農民あがりの無教養なやつ。松下村塾のおちこぼれ。しょせんは高杉晋作や桂小五郎らの使いっ走りにすぎないくせに、明治以後、伊藤博文(ひろぶみ)などと改名して分不相応な出世をして、ついには初代内閣総理大臣にまでなってしまった。あの二流の志士が。うんぬん。
――ちがうんだなあ。
という素朴な違和感から、私は歴史小説『シュンスケ!』を書いた。しかしここでは彼の事績をこまかに述べることはやめておこう。ただ彼の人物を紹介したい。とにかくおもしろい若者なのだ。

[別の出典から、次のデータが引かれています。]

//! Math types and glam re-exports.
//!
//! We re-export [glam](https://docs.rs/glam) types so users don't need to
//! depend on it directly. Matrices follow glam's column-major,
//! column-vector convention: `a * b` applies `b` first. [`Viewport`] and
//! [`Color`] are the small value types shared by the camera, the projection
//! helpers, and the render backends.

use serde::{Deserialize, Serialize};

pub use glam::{Mat4, Vec2, Vec3, Vec4};

/// A pixel rectangle in window space, origin at the bottom-left corner.
///
/// This is the same convention `glViewport` uses. Screen points coming from
/// touch or mouse input are top-down; see
/// [`screen_location`](crate::projection::screen_location) for the flip.
#[derive(Debug, Clone, Copy, PartialEq, Eq, Default, Serialize, Deserialize)]
pub struct Viewport {
    pub x: i32,
    pub y: i32,
    pub width: u32,
    pub height: u32,
}

impl Viewport {
    /// A viewport covering `width × height` pixels starting at the origin.
    pub fn new(width: u32, height: u32) -> Self {
        Self {
            x: 0,
            y: 0,
            width,
            height,
        }
    }

    /// Width over height. A zero height is treated as one pixel.
    pub fn aspect_ratio(&self) -> f32 {
        self.width as f32 / self.height.max(1) as f32
    }

    /// Size in pixels as a float vector.
    pub fn size(&self) -> Vec2 {
        Vec2::new(self.width as f32, self.height as f32)
    }

    /// Center point in bottom-up window coordinates.
    pub fn center(&self) -> Vec2 {
        Vec2::new(self.x as f32, self.y as f32) + self.size() * 0.5
    }
}

/// An RGBA color with f32 components in the range [0.0, 1.0].
#[derive(Debug, Clone, Copy, PartialEq, Serialize, Deserialize)]
pub struct Color {
    pub r: f32,
    pub g: f32,
    pub b: f32,
    pub a: f32,
}

impl Color {
    pub const WHITE: Self = Self::rgb(1.0, 1.0, 1.0);
    pub const BLACK: Self = Self::rgb(0.0, 0.0, 0.0);
    pub const TRANSPARENT: Self = Self::rgba(0.0, 0.0, 0.0, 0.0);
    pub const SKY_BLUE: Self = Self::rgb(0.529, 0.808, 0.922);
    pub const LIGHT_SKY_BLUE: Self = Self::rgb(0.529, 0.808, 0.980);

    /// Create a color from RGB (alpha = 1.0).
    pub const fn rgb(r: f32, g: f32, b: f32) -> Self {
        Self { r, g, b, a: 1.0 }
    }

    /// Create a color from RGBA.
    pub const fn rgba(r: f32, g: f32, b: f32, a: f32) -> Self {
        Self { r, g, b, a }
    }

    /// Return a copy with a different alpha.
    pub const fn with_alpha(self, a: f32) -> Self {
        Self { a, ..self }
    }

    /// Convert to a `[f32; 4]` array for GPU upload.
    pub fn to_array(self) -> [f32; 4] {
        [self.r, self.g, self.b, self.a]
    }
}

impl Default for Color {
    fn default() -> Self {
        Self::WHITE
    }
}

/// Build an off-center perspective matrix with the semantics of `glFrustum`.
///
/// Clip-space depth lands in `[-1, 1]`. GPU APIs with a `[0, 1]` depth range
/// must remap it before rasterizing (the wgpu backend does).
pub fn frustum(left: f32, right: f32, bottom: f32, top: f32, near: f32, far: f32) -> Mat4 {
    let width = right - left;
    let height = top - bottom;
    let depth = far - near;
    Mat4::from_cols(
        Vec4::new(2.0 * near / width, 0.0, 0.0, 0.0),
        Vec4::new(0.0, 2.0 * near / height, 0.0, 0.0),
        Vec4::new(
            (right + left) / width,
            (top + bottom) / height,
            -(far + near) / depth,
            -1.0,
        ),
        Vec4::new(0.0, 0.0, -2.0 * far * near / depth, 0.0),
    )
}
//! # Orbis — Interactive Globe Rendering
//!
//! A textured, lit planet that the user spins, twists and zooms, with
//! labeled markers pinned to its surface. The crate computes everything a
//! renderer needs (sphere geometry, camera matrices, overlay placement and
//! text layout) and hands it to a pluggable [`RenderBackend`](render::RenderBackend).
//!
//! Start with `use orbis::prelude::*`, build a [`GlobeEngine`](engine::GlobeEngine),
//! and drive it with [`GestureEvent`](gesture::GestureEvent)s.

pub mod camera;
pub mod config;
pub mod engine;
pub mod error;
pub mod font;
pub mod gesture;
pub mod hit;
pub mod math;
pub mod mesh;
pub mod overlay;
pub mod prelude;
pub mod projection;
pub mod render;

#[cfg(feature = "diagnostics")]
pub mod diag;
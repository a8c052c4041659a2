//! A backend that records calls instead of drawing.

use super::{Billboard, Frame, LabelDraw, RenderBackend, SurfaceSetup, TextureHandle};
use crate::math::{Mat4, Viewport};

/// An owned snapshot of a submitted [`Frame`].
#[derive(Debug, Clone, PartialEq)]
pub struct FrameRecord {
    pub viewport: Viewport,
    pub projection: Mat4,
    pub model: Mat4,
    pub globe_texture: Option<TextureHandle>,
    pub vertex_count: usize,
    pub billboards: Vec<Billboard>,
    pub labels: Vec<LabelDraw>,
}

/// One call made on a [`RecordingBackend`].
#[derive(Debug, Clone, PartialEq)]
pub enum BackendCall {
    Prepare(SurfaceSetup),
    SwapGlobeTexture(TextureHandle),
    Submit(FrameRecord),
}

/// Records every [`RenderBackend`] call in order.
#[derive(Debug, Default)]
pub struct RecordingBackend {
    pub calls: Vec<BackendCall>,
}

impl RecordingBackend {
    pub fn new() -> Self {
        Self::default()
    }

    /// Submitted frames, oldest first.
    pub fn frames(&self) -> impl Iterator<Item = &FrameRecord> {
        self.calls.iter().filter_map(|call| match call {
            BackendCall::Submit(frame) => Some(frame),
            _ => None,
        })
    }

    pub fn last_frame(&self) -> Option<&FrameRecord> {
        self.frames().last()
    }

    pub fn clear(&mut self) {
        self.calls.clear();
    }
}

impl RenderBackend for RecordingBackend {
    fn prepare(&mut self, setup: &SurfaceSetup) {
        self.calls.push(BackendCall::Prepare(*setup));
    }

    fn swap_globe_texture(&mut self, texture: TextureHandle) {
        self.calls.push(BackendCall::SwapGlobeTexture(texture));
    }

    fn submit(&mut self, frame: &Frame<'_>) {
        self.calls.push(BackendCall::Submit(FrameRecord {
            viewport: frame.viewport,
            projection: frame.projection,
            model: frame.model,
            globe_texture: frame.globe.texture,
            vertex_count: frame.globe.vertex_count,
            billboards: frame.billboards.clone(),
            labels: frame.labels.clone(),
        }));
    }
}
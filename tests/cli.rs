use std::fs;
use std::path::PathBuf;
use std::process::{Command, Output};

fn scratch_path(name: &str) -> PathBuf {
    std::env::temp_dir().join(format!("prim_mst_cli_{}_{}", std::process::id(), name))
}

fn run(args: &[&PathBuf]) -> Output {
    Command::new(env!("CARGO_BIN_EXE_prim_mst"))
        .args(args)
        .output()
        .expect("failed to spawn prim_mst")
}

fn run_on(name: &str, input: &str) -> (Output, Option<String>) {
    let input_path = scratch_path(&format!("{}_in.txt", name));
    let output_path = scratch_path(&format!("{}_out.txt", name));
    fs::write(&input_path, input).unwrap();
    let _ = fs::remove_file(&output_path);

    let out = run(&[&input_path, &output_path]);
    let written = fs::read_to_string(&output_path).ok();

    let _ = fs::remove_file(&input_path);
    let _ = fs::remove_file(&output_path);
    (out, written)
}

#[test]
fn test_writes_parent_file() {
    let (out, written) = run_on("basic", "4 3 0\n0 1 1\n1 2 2\n0 3 4\n");
    assert!(out.status.success(), "stderr: {}", String::from_utf8_lossy(&out.stderr));
    assert_eq!(written.unwrap(), "0\tNIL\n1\t0\n2\t1\n3\t0\n");
}

#[test]
fn test_single_edge_with_tabs() {
    let (out, written) = run_on("single", "2\t1\t0\n0\t1\t5\n");
    assert!(out.status.success());
    assert_eq!(written.unwrap(), "0\tNIL\n1\t0\n");
}

#[test]
fn test_empty_graph_writes_empty_file() {
    let (out, written) = run_on("empty", "0\t0\t0\n");
    assert!(out.status.success());
    assert_eq!(written.unwrap(), "");
}

#[test]
fn test_malformed_header_fails_without_output() {
    let (out, written) = run_on("bad_header", "4 three 0\n");
    assert!(!out.status.success());
    assert!(written.is_none());
    let stderr = String::from_utf8_lossy(&out.stderr);
    assert!(stderr.contains("malformed input at line 1"), "stderr: {}", stderr);
}

#[test]
fn test_short_edge_list_fails() {
    let (out, written) = run_on("short", "3 2 0\n0 1 1\n");
    assert!(!out.status.success());
    assert!(written.is_none());
}

#[test]
fn test_extra_field_on_edge_line_fails() {
    let (out, written) = run_on("extra_field", "10 2 0\n0 1 5 7\n1 2 3\n");
    assert!(!out.status.success());
    assert!(written.is_none());
    let stderr = String::from_utf8_lossy(&out.stderr);
    assert!(stderr.contains("malformed input at line 2"), "stderr: {}", stderr);
}

#[test]
fn test_huge_vertex_count_is_reported() {
    let (out, written) = run_on("huge", "1152921504606846976 0 0\n");
    assert_eq!(out.status.code(), Some(1));
    assert!(written.is_none());
    let stderr = String::from_utf8_lossy(&out.stderr);
    assert!(stderr.contains("error:"), "stderr: {}", stderr);
    assert!(stderr.contains("too large"), "stderr: {}", stderr);
}

#[test]
fn test_missing_input_file() {
    let input_path = scratch_path("does_not_exist.txt");
    let output_path = scratch_path("missing_out.txt");
    let out = run(&[&input_path, &output_path]);
    assert!(!out.status.success());
    assert!(String::from_utf8_lossy(&out.stderr).contains("cannot access"));
    assert!(!output_path.exists());
}

#[test]
fn test_unwritable_output() {
    let input_path = scratch_path("unwritable_in.txt");
    fs::write(&input_path, "2 1 0\n0 1 5\n").unwrap();
    let output_path = scratch_path("no_such_dir").join("out.txt");

    let out = run(&[&input_path, &output_path]);
    let _ = fs::remove_file(&input_path);
    assert!(!out.status.success());
    assert!(String::from_utf8_lossy(&out.stderr).contains("cannot access"));
}

#[test]
fn test_wrong_argument_count() {
    let only = scratch_path("only_arg.txt");
    let out = run(&[&only]);
    assert!(!out.status.success());
    assert!(String::from_utf8_lossy(&out.stderr).contains("usage:"));
}
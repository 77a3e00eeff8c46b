use std::collections::TryReserveError;

use serde::{Deserialize, Serialize};
use smallvec::SmallVec;

/// Edge weight as read from input files.
pub type Weight = u32;

/// Adjacency access needed by Prim's algorithm.
///
/// Every undirected edge must show up in both endpoints' neighbour lists.
pub trait GraphView {
    fn vertex_count(&self) -> usize;

    /// `(neighbour, weight)` pairs leaving `vertex`.
    fn neighbors(&self, vertex: usize) -> impl Iterator<Item = (usize, Weight)> + '_;
}

impl<G: GraphView + ?Sized> GraphView for &G {
    fn vertex_count(&self) -> usize {
        (**self).vertex_count()
    }

    fn neighbors(&self, vertex: usize) -> impl Iterator<Item = (usize, Weight)> + '_ {
        (**self).neighbors(vertex)
    }
}

/// Undirected input edge `u -- v` with a weight.
#[derive(Debug, Clone, Copy, PartialEq, Eq, Serialize, Deserialize)]
pub struct WeightedEdge {
    pub u: usize,
    pub v: usize,
    pub weight: Weight,
}

impl WeightedEdge {
    pub fn new(u: usize, v: usize, weight: Weight) -> Self {
        Self { u, v, weight }
    }
}

/// Directed adjacency entry.
#[derive(Debug, Clone, Copy, PartialEq, Eq, Serialize, Deserialize)]
pub struct Edge {
    pub to: usize,
    pub weight: Weight,
}

/// Graph representation using adjacency lists
#[derive(Debug, Clone, Serialize, Deserialize)]
pub struct Graph {
    pub n: usize,
    pub adj: Vec<SmallVec<[Edge; 4]>>, // Most vertices have few neighbours
}

impl Graph {
    pub fn new(n: usize) -> Self {
        Self {
            n,
            adj: vec![SmallVec::new(); n],
        }
    }

    /// Like [`Graph::new`], but reports a failed allocation of the
    /// adjacency array instead of aborting.
    pub fn try_new(n: usize) -> Result<Self, TryReserveError> {
        let mut adj = Vec::new();
        adj.try_reserve_exact(n)?;
        adj.resize(n, SmallVec::new());
        Ok(Self { n, adj })
    }

    /// Build an undirected graph; each edge becomes two adjacency entries.
    pub fn from_edges(n: usize, edges: &[WeightedEdge]) -> Self {
        let mut graph = Self::new(n);
        for edge in edges {
            graph.add_undirected_edge(edge.u, edge.v, edge.weight);
        }
        graph
    }

    /// Add a single directed entry `from -> to`.
    pub fn add_edge(&mut self, from: usize, to: usize, weight: Weight) {
        self.adj[from].push(Edge { to, weight });
    }

    /// Add `u -> v` and `v -> u`. Self-loops and parallel edges are kept.
    pub fn add_undirected_edge(&mut self, u: usize, v: usize, weight: Weight) {
        self.add_edge(u, v, weight);
        self.add_edge(v, u, weight);
    }

    /// Number of directed adjacency entries.
    pub fn edge_count(&self) -> usize {
        self.adj.iter().map(|adj_list| adj_list.len()).sum()
    }
}

impl GraphView for Graph {
    fn vertex_count(&self) -> usize {
        self.n
    }

    fn neighbors(&self, vertex: usize) -> impl Iterator<Item = (usize, Weight)> + '_ {
        self.adj[vertex].iter().map(|edge| (edge.to, edge.weight))
    }
}

/// Dense `n x n` weight matrix.
///
/// A zero entry means "no edge", so zero-weight edges cannot be stored here.
/// A later edge between the same pair overwrites an earlier one.
#[derive(Debug, Clone, PartialEq, Eq)]
pub struct AdjacencyMatrix {
    n: usize,
    weights: Vec<Weight>,
}

impl AdjacencyMatrix {
    pub fn new(n: usize) -> Self {
        Self {
            n,
            weights: vec![0; n * n],
        }
    }

    pub fn from_edges(n: usize, edges: &[WeightedEdge]) -> Self {
        let mut matrix = Self::new(n);
        for edge in edges {
            matrix.set(edge.u, edge.v, edge.weight);
        }
        matrix
    }

    /// Store `weight` for both `(u, v)` and `(v, u)`.
    pub fn set(&mut self, u: usize, v: usize, weight: Weight) {
        self.weights[u * self.n + v] = weight;
        self.weights[v * self.n + u] = weight;
    }

    pub fn weight(&self, u: usize, v: usize) -> Option<Weight> {
        match self.weights[u * self.n + v] {
            0 => None,
            w => Some(w),
        }
    }
}

impl GraphView for AdjacencyMatrix {
    fn vertex_count(&self) -> usize {
        self.n
    }

    fn neighbors(&self, vertex: usize) -> impl Iterator<Item = (usize, Weight)> + '_ {
        let row = &self.weights[vertex * self.n..(vertex + 1) * self.n];
        row.iter()
            .enumerate()
            .filter(|&(_, &w)| w != 0)
            .map(|(to, &w)| (to, w))
    }
}

#[cfg(test)]
mod tests {
    use super::*;

    #[test]
    fn test_undirected_edges_are_symmetric() {
        let graph = Graph::from_edges(3, &[WeightedEdge::new(0, 1, 4), WeightedEdge::new(1, 2, 6)]);
        assert_eq!(graph.edge_count(), 4);
        assert_eq!(graph.neighbors(1).collect::<Vec<_>>(), vec![(0, 4), (2, 6)]);
        assert_eq!(graph.neighbors(2).collect::<Vec<_>>(), vec![(1, 6)]);
    }

    #[test]
    fn test_parallel_edges_and_self_loops_are_kept() {
        let mut graph = Graph::new(2);
        graph.add_undirected_edge(0, 1, 3);
        graph.add_undirected_edge(0, 1, 1);
        graph.add_undirected_edge(1, 1, 2);
        assert_eq!(graph.neighbors(0).count(), 2);
        assert_eq!(graph.neighbors(1).collect::<Vec<_>>(), vec![(0, 3), (0, 1), (1, 2), (1, 2)]);
    }

    #[test]
    fn test_try_new() {
        let graph = Graph::try_new(3).unwrap();
        assert_eq!(graph.vertex_count(), 3);
        assert_eq!(graph.edge_count(), 0);
        assert!(Graph::try_new(usize::MAX / 2).is_err());
    }

    #[test]
    fn test_matrix_skips_missing_edges() {
        let matrix = AdjacencyMatrix::from_edges(
            4,
            &[WeightedEdge::new(0, 3, 7), WeightedEdge::new(2, 0, 1)],
        );
        assert_eq!(matrix.vertex_count(), 4);
        assert_eq!(matrix.neighbors(0).collect::<Vec<_>>(), vec![(2, 1), (3, 7)]);
        assert_eq!(matrix.weight(3, 0), Some(7));
        assert_eq!(matrix.weight(1, 2), None);
        assert_eq!(matrix.neighbors(1).count(), 0);
    }

    #[test]
    fn test_borrowed_view_delegates() {
        let graph = Graph::from_edges(2, &[WeightedEdge::new(0, 1, 9)]);
        let view = &graph;
        assert_eq!(GraphView::vertex_count(&view), 2);
        assert_eq!(GraphView::neighbors(&view, 0).collect::<Vec<_>>(), vec![(1, 9)]);
    }
}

イギリス、フランス、アメリカ、オランダによるいわゆる四か国艦隊下関砲撃事件のあと、伊藤俊輔は、長州側の講和使・高杉晋作の通訳としてイギリス艦におもむくことになった。そのとき田北太仲(たぎたたちゅう)という上役にむかって、
「殿様の名代として交渉に行くのに、わしの太刀は貧相じゃ。お借りしたい」
田北はこのとき赤間関都合役(あかまがせきつごうやく…密貿易取締官)、いっぽうの俊輔はいまだ正式な藩士ですらないのだから、これはたいへんなずうずうしさと言わざるを得ない。しかしさらにずうずうしいのは、談判後、イギリス艦から降りてくると、俊輔の腰から太刀が消えていたことだった。どうしたのだと田北が聞くと、けろっとして、
「艦長がほしそうな顔をしていたので、くれてやりました。堪忍してください」
田北はあきれてものも言えなかったという。
そのイギリス人相手の交渉にしても、俊輔の英語はどうやら度胸英語だったらしい。これは明治以後の話だけれども、俊輔は、
「欧州列強国(ユーロピアン・パワーズ)は……」
と言うつもりで何度もユーロピアン・パウエルとやってしまった。発音のまちがいを相手に指摘されるや、俊輔、ぬけぬけと、
「そうだ、そのパワーだ。ついオランダ語が出てしまった」
もともとオランダ語なんぞ知りはしないのだ。駐日書記官ミットフォードは、俊輔のことを「冒険好き」で「無類に陽気」、いかにも「天稟の高鳴りする人物」だったと回想している。満腔の好意というべきだろう。伊藤俊輔とは、こういう愛嬌あふれる人物だった。
長州藩は、なぜ徳川幕府をたおし得たのか。
理由はいろいろ考えられるが、ひとつには、イギリスという当時の世界最強国を味方につけたのが大きかったろう。最新式の銃砲をたくさん売ってもらったり、幕閣内部の重要情報をこっそり横流ししてもらったりが効いたのだ。
だとしたら、長州藩の偉業のかなりの部分は、じつは伊藤俊輔に負うている。二流だなんてとんでもない。高杉晋作も、桂小五郎も、むしろ俊輔に助けられてはじめて強烈に個性をかがやかすことができたのだ。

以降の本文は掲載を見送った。